Richard Stallman: Don’t use Facebook
If you ever want to write about Linux, just don’t. “That system overall is GNU; Linux is actually the kernel, one program in the system. Calling the whole system “Linux” means giving the system’s principal developer none of the credit”, Richard Stallman explains to me in an email.
In July 2010 I started researching the topic of data ownership in social networks. Back in the day I was a journalist in the Bulgarian business newspaper Capital weekly.
Richard Stallman was one of the persons I sent questions to. He is pretty much the philosopher of the Free Software Movement and a passionate opponent of software patents.
If you want to see how vocal Stallman can be about free software, read his piece on Steve Jobs’ death.
“The other common error is describing me or my work or free software in general with the term “Open Source”. That is the slogan adopted in 1998 by people who reject the philosophy of the Free Software Movement. They have the right to promote their views, but we would like to be associated with our views, not theirs”. That’s Richard Stallman in the same email.
The following interview was never published:
What is the general state of rights on the user-generated content online?
– If we are talking about works made by Internet users, I think it is a mistake to use the term “content” to refer to them. That term disparages these works by regarding as mere filler for some sort of box. I suppose that’s exactly how the owners of many publishing companies think of what they publish; but I do not agree with their attitude, and I don’t want to speak in a way that promotes it.
So I would rather call them “works” — each one made by one or several artists or authors. I hope you will join me and do likewise.
That is the only respose I can give, because the question you asked is so broad that it cannot have an answer. Would you like to try to clarify the question?
Are Facebook, YouTube and other social networking sites giving enough guarantees that users own their content?
– I think I understand what you mean, but if I understand right, that is not a clear way to state the question. I think you’re talking about works that users make and then post on these sites — right?
Taking your question literally, it asks who holds the copyright on these works. I am not a lawyer, and I think there is no general answer because it would depend on what agreement there is between the user and the site. As far as I know, neither Facebok nor YouTube tries to make the user cede the copyright.

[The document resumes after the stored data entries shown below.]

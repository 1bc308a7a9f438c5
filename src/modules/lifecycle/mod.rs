//! Background lifecycle policies and the workers that drive them.
//!
//! Each policy is single-flight: a tick that arrives while the previous pass
//! is still running is coalesced, not queued. Passes only stop between
//! chunks, never in the middle of one.

pub mod compression;
pub mod retention;

use chrono::Utc;
use serde::Serialize;
use std::future::Future;
use std::sync::Arc;
use std::time::Duration;
use tokio::sync::{Mutex, MutexGuard};
use tokio::task::JoinHandle;
use tokio::time::{interval, Instant, MissedTickBehavior};
use tokio_util::sync::CancellationToken;

use crate::engine::TelemetryEngine;
use crate::shared::errors::{AppError, AppResult};

#[derive(Debug, Clone, PartialEq, Serialize)]
pub enum PassOutcome<R = PassReport> {
    Completed(R),
    /// Another pass of the same policy was already running.
    Coalesced,
    /// The storage capabilities detected at startup exclude this policy.
    Unsupported,
}

#[derive(Debug, Clone, Default, PartialEq, Eq, Serialize)]
pub struct PassReport {
    pub policy: &'static str,
    pub eligible: usize,
    pub processed: usize,
    pub rows: usize,
    pub bytes_before: usize,
    pub bytes_after: usize,
    /// Stopped early by shutdown; the rest is picked up by the next pass.
    pub cancelled: bool,
}

impl PassReport {
    pub fn new(policy: &'static str, eligible: usize) -> Self {
        PassReport {
            policy,
            eligible,
            ..PassReport::default()
        }
    }
}

/// Deadline and shutdown signal for one pass, consulted between chunks.
pub struct PassBudget<'a> {
    policy: &'static str,
    deadline: Instant,
    timeout: Duration,
    cancel: &'a CancellationToken,
}

impl<'a> PassBudget<'a> {
    pub fn new(policy: &'static str, timeout: Duration, cancel: &'a CancellationToken) -> Self {
        PassBudget {
            policy,
            deadline: Instant::now() + timeout,
            timeout,
            cancel,
        }
    }

    /// `Ok(false)` on shutdown, `PolicyFailure` once past the deadline.
    pub fn proceed(&self) -> AppResult<bool> {
        if self.cancel.is_cancelled() {
            return Ok(false);
        }
        if Instant::now() >= self.deadline {
            return Err(AppError::PolicyFailure {
                policy: self.policy,
                message: format!("pass exceeded {}s", self.timeout.as_secs()),
            });
        }
        Ok(true)
    }
}

#[derive(Debug, Default)]
pub struct SingleFlight(Mutex<()>);

impl SingleFlight {
    pub fn try_enter(&self) -> Option<MutexGuard<'_, ()>> {
        self.0.try_lock().ok()
    }

    /// Waits for a running pass to finish and keeps the next one out.
    pub async fn wait(&self) -> MutexGuard<'_, ()> {
        self.0.lock().await
    }
}

/// Owns the background workers: retention, compression, aggregate refresh
/// and alert evaluation.
pub struct PolicyScheduler {
    engine: Arc<TelemetryEngine>,
    cancel: CancellationToken,
}

impl PolicyScheduler {
    pub fn new(engine: Arc<TelemetryEngine>, cancel: CancellationToken) -> Self {
        PolicyScheduler { engine, cancel }
    }

    pub fn spawn(self) -> Vec<JoinHandle<()>> {
        let cfg = self.engine.configs().lifecycle.clone();
        let mut handles = Vec::new();

        let engine = Arc::clone(&self.engine);
        handles.push(tokio::spawn(periodic(
            "retention",
            Duration::from_secs(cfg.retention_schedule_secs),
            self.cancel.clone(),
            move |cancel| {
                let engine = Arc::clone(&engine);
                async move { engine.run_retention_pass_at(Utc::now(), &cancel).await }
            },
        )));

        let engine = Arc::clone(&self.engine);
        handles.push(tokio::spawn(periodic(
            "compression",
            Duration::from_secs(cfg.compression_schedule_secs),
            self.cancel.clone(),
            move |cancel| {
                let engine = Arc::clone(&engine);
                async move { engine.run_compression_pass_at(Utc::now(), &cancel).await }
            },
        )));

        let engine = Arc::clone(&self.engine);
        handles.push(tokio::spawn(periodic(
            "aggregate refresh",
            Duration::from_secs(cfg.aggregate_refresh_secs),
            self.cancel.clone(),
            move |_| {
                let engine = Arc::clone(&engine);
                async move { engine.refresh_aggregates_at(Utc::now()).await }
            },
        )));

        handles.push(tokio::spawn(evaluate_alerts(
            Arc::clone(&self.engine),
            self.cancel.clone(),
        )));
        handles
    }
}

async fn periodic<F, Fut, R>(policy: &'static str, period: Duration, cancel: CancellationToken, pass: F)
where
    F: Fn(CancellationToken) -> Fut,
    Fut: Future<Output = AppResult<PassOutcome<R>>>,
    R: std::fmt::Debug,
{
    let mut ticker = interval(period.max(Duration::from_secs(1)));
    ticker.set_missed_tick_behavior(MissedTickBehavior::Skip);
    log::info!("{} worker started, every {}s", policy, period.as_secs());

    loop {
        tokio::select! {
            _ = cancel.cancelled() => break,
            _ = ticker.tick() => {}
        }
        match pass(cancel.clone()).await {
            Ok(PassOutcome::Completed(report)) => log::debug!("{} pass finished: {:?}", policy, report),
            Ok(PassOutcome::Coalesced) => log::debug!("{} pass still running, tick coalesced", policy),
            Ok(PassOutcome::Unsupported) => {
                log::warn!("{} not supported by this storage, worker exiting", policy);
                break;
            }
            Err(e) => log::error!("{} pass failed, retrying next tick: {}", policy, e),
        }
    }
    log::info!("{} worker stopped", policy);
}

async fn evaluate_alerts(engine: Arc<TelemetryEngine>, cancel: CancellationToken) {
    log::info!("alert evaluator started");
    loop {
        tokio::select! {
            _ = cancel.cancelled() => break,
            _ = engine.alerts().outbox().ready() => {}
        }
        engine.evaluate_alerts().await;
    }
    // Readings committed before shutdown still get evaluated.
    engine.evaluate_alerts().await;
    log::info!("alert evaluator stopped");
}

#[cfg(test)]
mod tests {
    use super::*;

    #[test]
    fn second_entry_is_refused_while_first_runs() {
        let flight = SingleFlight::default();
        let guard = flight.try_enter();
        assert!(guard.is_some());
        assert!(flight.try_enter().is_none());
        drop(guard);
        assert!(flight.try_enter().is_some());
    }

    #[tokio::test]
    async fn waiting_holds_passes_out() {
        let flight = SingleFlight::default();
        let held = flight.wait().await;
        assert!(flight.try_enter().is_none());
        drop(held);
        assert!(flight.try_enter().is_some());
    }

    #[tokio::test]
    async fn budget_reports_timeout_as_policy_failure() {
        let cancel = CancellationToken::new();
        let budget = PassBudget::new("retention", Duration::ZERO, &cancel);
        let err = budget.proceed().unwrap_err();
        assert_eq!(err.kind(), crate::shared::errors::ErrorType::PolicyFailure);

        let roomy = PassBudget::new("retention", Duration::from_secs(60), &cancel);
        assert!(roomy.proceed().unwrap());
        cancel.cancel();
        assert!(!roomy.proceed().unwrap());
    }
}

However, who holds the copyright is only half of the practical question here. The other half is whether the site makes the user give it a license for some sort of exploitative use of the work. I have read that Facebook does (or at least did) require users to give it an unlimited license for commercial use of the works that they post there.
I think that all works of practical use (including reference and educational works) ought to be free, and that includes freedom for commercial use. But the best way to make these works free is with a copyleft license. It is certainly not right for Facebook to push users into giving it a special license, without copyleft conditions.
Moreover, most photos are works of art or witnessing, not works of practical use. I don’t think you are morally obligated to allow any commercial use of those works unless you choose to.
If Facebook still has that kind of policy, you should not publish any text, photos or videos in Facebook.
However, you shouldn’t be using Facebook anyway. Its business model is based on collecting and abusing users’ personal data.
You should refuse to submit to this — don’t use Facebook. See here.
The situation for some other site would be a totally separate question. Judging all publication sites at once is like judging all judging all people at once: it’s a mistake and an injustice.
Generally who owns the content, if it is remixed or derivative of copyright works?
– Using the term “content” to pose this question is a fundamental misunderstanding. There is no boundaryless substance called “content”. Instead, there are many works, each one made by particular people in a particular way. The question as asked is too simple to fit reality.
It oversimplifies reality a second time by asking “who owns” instead of “what is the copyright status of the work, and what licenses have been granted?”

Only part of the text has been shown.